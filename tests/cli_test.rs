// ABOUTME: Black-box tests driving the compiled binary directly, checking exit codes and stdio

use std::process::Command;
use std::sync::atomic::{AtomicUsize, Ordering};

static COUNTER: AtomicUsize = AtomicUsize::new(0);

fn bin_path() -> &'static str {
    env!("CARGO_BIN_EXE_rlox")
}

fn write_script(source: &str) -> std::path::PathBuf {
    let path = std::env::temp_dir().join(format!(
        "rlox_cli_test_{}_{}.lox",
        std::process::id(),
        COUNTER.fetch_add(1, Ordering::Relaxed)
    ));
    std::fs::write(&path, source).expect("write temp script");
    path
}

#[test]
fn valid_script_exits_zero() {
    let path = write_script("print 1 + 1;");
    let output = Command::new(bin_path()).arg(&path).output().expect("run binary");
    assert_eq!(output.status.code(), Some(0));
    assert_eq!(String::from_utf8_lossy(&output.stdout), "2\n");
    let _ = std::fs::remove_file(path);
}

#[test]
fn parse_error_exits_sixty_five() {
    let path = write_script("var;");
    let output = Command::new(bin_path()).arg(&path).output().expect("run binary");
    assert_eq!(output.status.code(), Some(65));
    let _ = std::fs::remove_file(path);
}

#[test]
fn runtime_error_exits_seventy() {
    let path = write_script(r#"print 1 + "a";"#);
    let output = Command::new(bin_path()).arg(&path).output().expect("run binary");
    assert_eq!(output.status.code(), Some(70));
    let stderr = String::from_utf8_lossy(&output.stderr);
    assert!(stderr.contains("Operands must be two numbers or two strings."));
    assert!(stderr.contains("[line 1]"));
    let _ = std::fs::remove_file(path);
}

#[test]
fn string_minus_number_reports_the_plural_operands_message() {
    let path = write_script(r#"print "a" - 1;"#);
    let output = Command::new(bin_path()).arg(&path).output().expect("run binary");
    assert_eq!(output.status.code(), Some(70));
    let stderr = String::from_utf8_lossy(&output.stderr);
    assert_eq!(stderr, "Operands must be numbers.\n[line 1]\n");
    let _ = std::fs::remove_file(path);
}

#[test]
fn missing_script_file_exits_seventy() {
    let output = Command::new(bin_path())
        .arg("/nonexistent/path/to/script.lox")
        .output()
        .expect("run binary");
    assert_eq!(output.status.code(), Some(70));
}

#[test]
fn too_many_arguments_prints_usage_and_exits_sixty_four() {
    let output = Command::new(bin_path())
        .arg("one.lox")
        .arg("two.lox")
        .output()
        .expect("run binary");
    assert_eq!(output.status.code(), Some(64));
    let stderr = String::from_utf8_lossy(&output.stderr);
    assert!(stderr.starts_with("Usage:"));
    assert!(stderr.contains("[script]"));
}

#[test]
fn for_loop_prints_each_iteration() {
    let path = write_script("for (var i = 0; i < 3; i = i + 1) print i;");
    let output = Command::new(bin_path()).arg(&path).output().expect("run binary");
    assert_eq!(output.status.code(), Some(0));
    assert_eq!(String::from_utf8_lossy(&output.stdout), "0\n1\n2\n");
    let _ = std::fs::remove_file(path);
}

● ● ● ●

## [WORK TASK]
Transcribe all the material, making sure each line matches the original.

## [ANSWER SPACE]
filename tests/cli_test.rs
// ABOUTME: Black-box tests driving the compiled binary directly, checking exit codes and stdio

use std::process::Command;
use std::sync::atomic::{AtomicUsize, Ordering};

static COUNTER: AtomicUsize = AtomicUsize::new(0);

fn bin_path() -> &'static str {
    env!("CARGO_BIN_EXE_rlox")
}

fn write_script(source: &str) -> std::path::PathBuf {
    let path = std::env::temp_dir().join(format!(
        "rlox_cli_test_{}_{}.lox",
        std::process::id(),
        COUNTER.fetch_add(1, Ordering::Relaxed)
    ));
    std::fs::write(&path, source).expect("write temp script");
    path
}

#[test]
fn valid_script_exits_zero() {
    let path = write_script("print 1 + 1;");
    let output = Command::new(bin_path()).arg(&path).output().expect("run binary");
    assert_eq!(output.status.code(), Some(0));
    assert_eq!(String::from_utf8_lossy(&output.stdout), "2\n");
    let _ = std::fs::remove_file(path);
}

#[test]
fn parse_error_exits_sixty_five() {
    let path = write_script("var;");
    let output = Command::new(bin_path()).arg(&path).output().expect("run binary");
    assert_eq!(output.status.code(), Some(65));
    let _ = std::fs::remove_file(path);
}

#[test]
fn runtime_error_exits_seventy() {
    let path = write_script(r#"print 1 + "a";"#);
    let output = Command::new(bin_path()).arg(&path).output().expect("run binary");
    assert_eq!(output.status.code(), Some(70));
    let stderr = String::from_utf8_lossy(&output.stderr);
    assert!(stderr.contains("Operands must be two numbers or two strings."));
    assert!(stderr.contains("[line 1]"));
    let _ = std::fs::remove_file(path);
}

#[test]
fn string_minus_number_reports_the_plural_operands_message() {
    let path = write_script(r#"print "a" - 1;"#);
    let output = Command::new(bin_path()).arg(&path).output().expect("run binary");
    assert_eq!(output.status.code(), Some(70));
    let stderr = String::from_utf8_lossy(&output.stderr);
    assert_eq!(stderr, "Operands must be numbers.\n[line 1]\n");
    let _ = std::fs::remove_file(path);
}

#[test]
fn missing_script_file_exits_seventy() {
    let output = Command::new(bin_path())
        .arg("/nonexistent/path/to/script.lox")
        .output()
        .expect("run binary");
    assert_eq!(output.status.code(), Some(70));
}

#[test]
fn too_many_arguments_prints_usage_and_exits_sixty_four() {
    let output = Command::new(bin_path())
        .arg("one.lox")
        .arg("two.lox")
        .output()
        .expect("run binary");
    assert_eq!(output.status.code(), Some(64));
    let stderr = String::from_utf8_lossy(&output.stderr);
    assert!(stderr.starts_with("Usage:"));
    assert!(stderr.contains("[script]"));
}

#[test]
fn for_loop_prints_each_iteration() {
    let path = write_script("for (var i = 0; i < 3; i = i + 1) print i;");
    let output = Command::new(bin_path()).arg(&path).output().expect("run binary");
    assert_eq!(output.status.code(), Some(0));
    assert_eq!(String::from_utf8_lossy(&output.stdout), "0\n1\n2\n");
    let _ = std::fs::remove_file(path);
}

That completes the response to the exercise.